> _What is being asked_
A single figure is required: the number of lines below that contain "SideEffects".

> _Available data_
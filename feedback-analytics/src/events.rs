use crate::error::{FeedbackError, FeedbackResult};
use chrono::{DateTime, Utc};
use serde::{Deserialize, Serialize};
use uuid::Uuid;

/// Reported side effects on a feedback event
#[derive(Debug, Clone, PartialEq, Serialize, Deserialize)]
pub struct SideEffects {
    pub description: String,
    /// A blocking side effect disqualifies the event from counting as a
    /// success regardless of symptom improvement
    pub blocking: bool,
}

/// Self-reported adherence to the recommended plan
#[derive(Debug, Clone, Copy, PartialEq, Eq, Serialize, Deserialize)]
#[serde(rename_all = "lowercase")]
pub enum Compliance {
    Full,
    Partial,
    None,
}

/// One immutable user rating of a recommendation
///
/// Uniqueness key is `(patient_id, recommendation_id, created_at)`; a second
/// append with the same key is a duplicate, not an update.
#[derive(Debug, Clone, PartialEq, Serialize, Deserialize)]
pub struct FeedbackEvent {
    pub id: Uuid,
    pub patient_id: Uuid,
    pub recommendation_id: Uuid,
    pub created_at: DateTime<Utc>,
    /// 1 (much worse) .. 5 (much better)
    pub symptom_improvement: u8,
    #[serde(default, skip_serializing_if = "Option::is_none")]
    pub side_effects: Option<SideEffects>,
    #[serde(default, skip_serializing_if = "Option::is_none")]
    pub compliance: Option<Compliance>,
    #[serde(default, skip_serializing_if = "Option::is_none")]
    pub free_text: Option<String>,
}

impl FeedbackEvent {
    pub fn new(
        patient_id: Uuid,
        recommendation_id: Uuid,
        symptom_improvement: u8,
    ) -> FeedbackResult<Self> {
        if !(1..=5).contains(&symptom_improvement) {
            return Err(FeedbackError::InvalidRating(format!(
                "symptom_improvement must be 1..=5, got {symptom_improvement}"
            )));
        }
        Ok(Self {
            id: Uuid::new_v4(),
            patient_id,
            recommendation_id,
            created_at: Utc::now(),
            symptom_improvement,
            side_effects: None,
            compliance: None,
            free_text: None,
        })
    }

    pub fn with_created_at(mut self, created_at: DateTime<Utc>) -> Self {
        self.created_at = created_at;
        self
    }

    pub fn with_side_effects(mut self, description: impl Into<String>, blocking: bool) -> Self {
        self.side_effects = Some(SideEffects {
            description: description.into(),
            blocking,
        });
        self
    }

    pub fn with_compliance(mut self, compliance: Compliance) -> Self {
        self.compliance = Some(compliance);
        self
    }

    pub fn with_free_text(mut self, text: impl Into<String>) -> Self {
        self.free_text = Some(text.into());
        self
    }

    /// Success predicate for effectiveness aggregation
    pub fn is_successful(&self) -> bool {
        self.symptom_improvement >= 3
            && !self.side_effects.as_ref().map_or(false, |s| s.blocking)
    }

    /// Idempotency key
    pub fn dedup_key(&self) -> String {
        format!(
            "{}_{}_{}",
            self.patient_id,
            self.recommendation_id,
            self.created_at.timestamp_micros()
        )
    }
}

#[cfg(test)]
mod tests {
    use super::*;

    #[test]
    fn rating_is_validated_at_construction() {
        assert!(FeedbackEvent::new(Uuid::new_v4(), Uuid::new_v4(), 0).is_err());
        assert!(FeedbackEvent::new(Uuid::new_v4(), Uuid::new_v4(), 6).is_err());
        assert!(FeedbackEvent::new(Uuid::new_v4(), Uuid::new_v4(), 1).is_ok());
        assert!(FeedbackEvent::new(Uuid::new_v4(), Uuid::new_v4(), 5).is_ok());
    }

    #[test]
    fn success_needs_improvement_and_no_blocking_side_effect() {
        let base = FeedbackEvent::new(Uuid::new_v4(), Uuid::new_v4(), 3).unwrap();
        assert!(base.is_successful());

        let poor = FeedbackEvent::new(Uuid::new_v4(), Uuid::new_v4(), 2).unwrap();
        assert!(!poor.is_successful());

        let blocked = FeedbackEvent::new(Uuid::new_v4(), Uuid::new_v4(), 5)
            .unwrap()
            .with_side_effects("nausea", true);
        assert!(!blocked.is_successful());

        let tolerable = FeedbackEvent::new(Uuid::new_v4(), Uuid::new_v4(), 4)
            .unwrap()
            .with_side_effects("mild drowsiness", false);
        assert!(tolerable.is_successful());
    }

    #[test]
    fn dedup_key_covers_the_uniqueness_tuple() {
        let event = FeedbackEvent::new(Uuid::new_v4(), Uuid::new_v4(), 4).unwrap();
        let same_key = event.clone();
        assert_eq!(event.dedup_key(), same_key.dedup_key());

        let other_patient = FeedbackEvent::new(Uuid::new_v4(), event.recommendation_id, 4)
            .unwrap()
            .with_created_at(event.created_at);
        assert_ne!(event.dedup_key(), other_patient.dedup_key());
    }
}
use crate::error::{FeedbackError, FeedbackResult};
use crate::events::{Compliance, FeedbackEvent, SideEffects};
use crate::repository::{FeedbackFilter, FeedbackRepository};
use async_trait::async_trait;
use chrono::{DateTime, Utc};
use sqlx::{FromRow, PgPool};
use uuid::Uuid;

/// Postgres-backed feedback log
///
/// The `feedback_events` table carries a unique constraint over
/// `(patient_id, recommendation_id, created_at)`, which is what makes
/// `append` idempotent at the database level.
pub struct PostgresFeedbackRepository {
    pool: PgPool,
}

impl PostgresFeedbackRepository {
    pub fn new(pool: PgPool) -> Self {
        Self { pool }
    }
}

#[derive(Debug, FromRow)]
struct FeedbackRow {
    id: Uuid,
    patient_id: Uuid,
    recommendation_id: Uuid,
    created_at: DateTime<Utc>,
    symptom_improvement: i16,
    side_effect_description: Option<String>,
    side_effect_blocking: Option<bool>,
    compliance: Option<String>,
    free_text: Option<String>,
}

impl From<FeedbackRow> for FeedbackEvent {
    fn from(row: FeedbackRow) -> Self {
        let side_effects = match (row.side_effect_description, row.side_effect_blocking) {
            (Some(description), blocking) => Some(SideEffects {
                description,
                blocking: blocking.unwrap_or(false),
            }),
            _ => None,
        };
        let compliance = row.compliance.as_deref().and_then(|c| match c {
            "full" => Some(Compliance::Full),
            "partial" => Some(Compliance::Partial),
            "none" => Some(Compliance::None),
            _ => None,
        });
        Self {
            id: row.id,
            patient_id: row.patient_id,
            recommendation_id: row.recommendation_id,
            created_at: row.created_at,
            symptom_improvement: row.symptom_improvement as u8,
            side_effects,
            compliance,
            free_text: row.free_text,
        }
    }
}

fn compliance_str(compliance: &Compliance) -> &'static str {
    match compliance {
        Compliance::Full => "full",
        Compliance::Partial => "partial",
        Compliance::None => "none",
    }
}

#[async_trait]
impl FeedbackRepository for PostgresFeedbackRepository {
    async fn append(&self, event: FeedbackEvent) -> FeedbackResult<()> {
        let result = sqlx::query(
            r#"
            INSERT INTO feedback_events
                (id, patient_id, recommendation_id, created_at,
                 symptom_improvement, side_effect_description,
                 side_effect_blocking, compliance, free_text)
            VALUES ($1, $2, $3, $4, $5, $6, $7, $8, $9)
            ON CONFLICT (patient_id, recommendation_id, created_at) DO NOTHING
            "#,
        )
        .bind(event.id)
        .bind(event.patient_id)
        .bind(event.recommendation_id)
        .bind(event.created_at)
        .bind(event.symptom_improvement as i16)
        .bind(event.side_effects.as_ref().map(|s| s.description.clone()))
        .bind(event.side_effects.as_ref().map(|s| s.blocking))
        .bind(event.compliance.as_ref().map(compliance_str))
        .bind(event.free_text.clone())
        .execute(&self.pool)
        .await?;

        if result.rows_affected() == 0 {
            return Err(FeedbackError::DuplicateEvent(event.dedup_key()));
        }
        Ok(())
    }

    async fn query(
        &self,
        filter: &FeedbackFilter,
        since: Option<DateTime<Utc>>,
    ) -> FeedbackResult<Vec<FeedbackEvent>> {
        let rows: Vec<FeedbackRow> = sqlx::query_as(
            r#"
            SELECT id, patient_id, recommendation_id, created_at,
                   symptom_improvement, side_effect_description,
                   side_effect_blocking, compliance, free_text
            FROM feedback_events
            WHERE ($1::uuid IS NULL OR patient_id = $1)
              AND ($2::uuid[] IS NULL OR recommendation_id = ANY($2))
              AND ($3::timestamptz IS NULL OR created_at >= $3)
            ORDER BY created_at ASC
            "#,
        )
        .bind(filter.patient_id)
        .bind(filter.recommendation_ids.as_deref())
        .bind(since)
        .fetch_all(&self.pool)
        .await?;

        Ok(rows.into_iter().map(FeedbackEvent::from).collect())
    }

    async fn distinct_recommendations(&self, since: DateTime<Utc>) -> FeedbackResult<Vec<Uuid>> {
        let rows: Vec<(Uuid,)> = sqlx::query_as(
            r#"
            SELECT DISTINCT recommendation_id
            FROM feedback_events
            WHERE created_at >= $1
            ORDER BY recommendation_id ASC
            "#,
        )
        .bind(since)
        .fetch_all(&self.pool)
        .await?;

        Ok(rows.into_iter().map(|(id,)| id).collect())
    }
}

> _Solution for this task_
5